Evvel zaman içinde midir her şey? Ya da, evvel zaman içre mi döner durur devran denilen bilinmezler anı. Siyah beyaz bir fotoğraf karesi, çok şey anlatır aslında... Hüznü, ayrılığı, vefayı mutluluğu…
***
Toprak benizli adamların, alınlarının çentiklerinde neler gizlidir acaba? Neler anlatır sıra sıra dizili bakışları?...
Yarım bir sukut, yarım bir hikaye, yarım bir hüzün...
Karın, kışın ve dahi deli poyrazın aman vermediği bir küçük köyde, hayata düşen bir yaşam karesi işte.
KULMAÇ’tan süzülen rüzgârın, naylon camı silkeleye silkeleye esmesine inat, sac sobanın başında yenilen “yatsılıklar”, belki de şahittir evvel zaman içindeki zamana.

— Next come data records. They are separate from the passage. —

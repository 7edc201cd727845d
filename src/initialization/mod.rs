//! Application initialization and resource setup.
//!
//! This module provides functions to initialize shared resources:
//! - Logger (with plain and JSON formats)
//! - Concurrency semaphore for the per-switch worker pool
//!
//! The static lookup resources (OUI table, enclosure inventory) are loaded
//! once per run by their owning modules (`classify::oui`,
//! `inputs::enclosure`).

mod logger;

use std::sync::Arc;

use tokio::sync::Semaphore;

// Re-export public API
pub use logger::init_logger_with;

/// Initializes a semaphore for controlling concurrency.
///
/// Creates a new semaphore with the specified permit count. This semaphore
/// is used to limit the number of concurrent per-switch parse tasks.
///
/// # Arguments
///
/// * `count` - Maximum number of concurrent parse tasks allowed
///
/// # Returns
///
/// An `Arc<Semaphore>` that can be shared across multiple tasks.
pub fn init_semaphore(count: usize) -> Arc<Semaphore> {
    Arc::new(Semaphore::new(count))
}

#[cfg(test)]
mod tests {
    use super::*;

    #[test]
    fn test_init_semaphore_permit_count() {
        let semaphore = init_semaphore(4);
        assert_eq!(semaphore.available_permits(), 4);
    }
}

Maşa ile karıştırılan sobanın üzerinde, fokur fokur kaynayarak ateşle söyleşen güğüm, her daim çay ile bekleşe dursun, ekmeğin içine caba edilen küp peyniri, geceyi en öte zamana bağlar.
Demli çayın olmazsa olmazıdır küp peyniri. Sac soba üzerinde kızartılan lavaşları söylemeye hacet var mıdır? Yada köz içine bulanan küçük patatesler?..
Yitik bir köy hikâyesi adeta... Kar inince koca Kulmaçtan, köpek ulumaları, daha bir şarkılaştırır tipinin raksını. Yol bel kapanınca, insanlar evlere çekilir. Avare kar fırtınası daha bir yalnızlaştırır toprak evlerin suretini...
Göz göz evlerden, sarımtırak bir ışık sızar naylon camlar arasından. Vakti gelen an, hayatı âlemi ervahtan alıp, bağlar gecenin en zifiri girdabına…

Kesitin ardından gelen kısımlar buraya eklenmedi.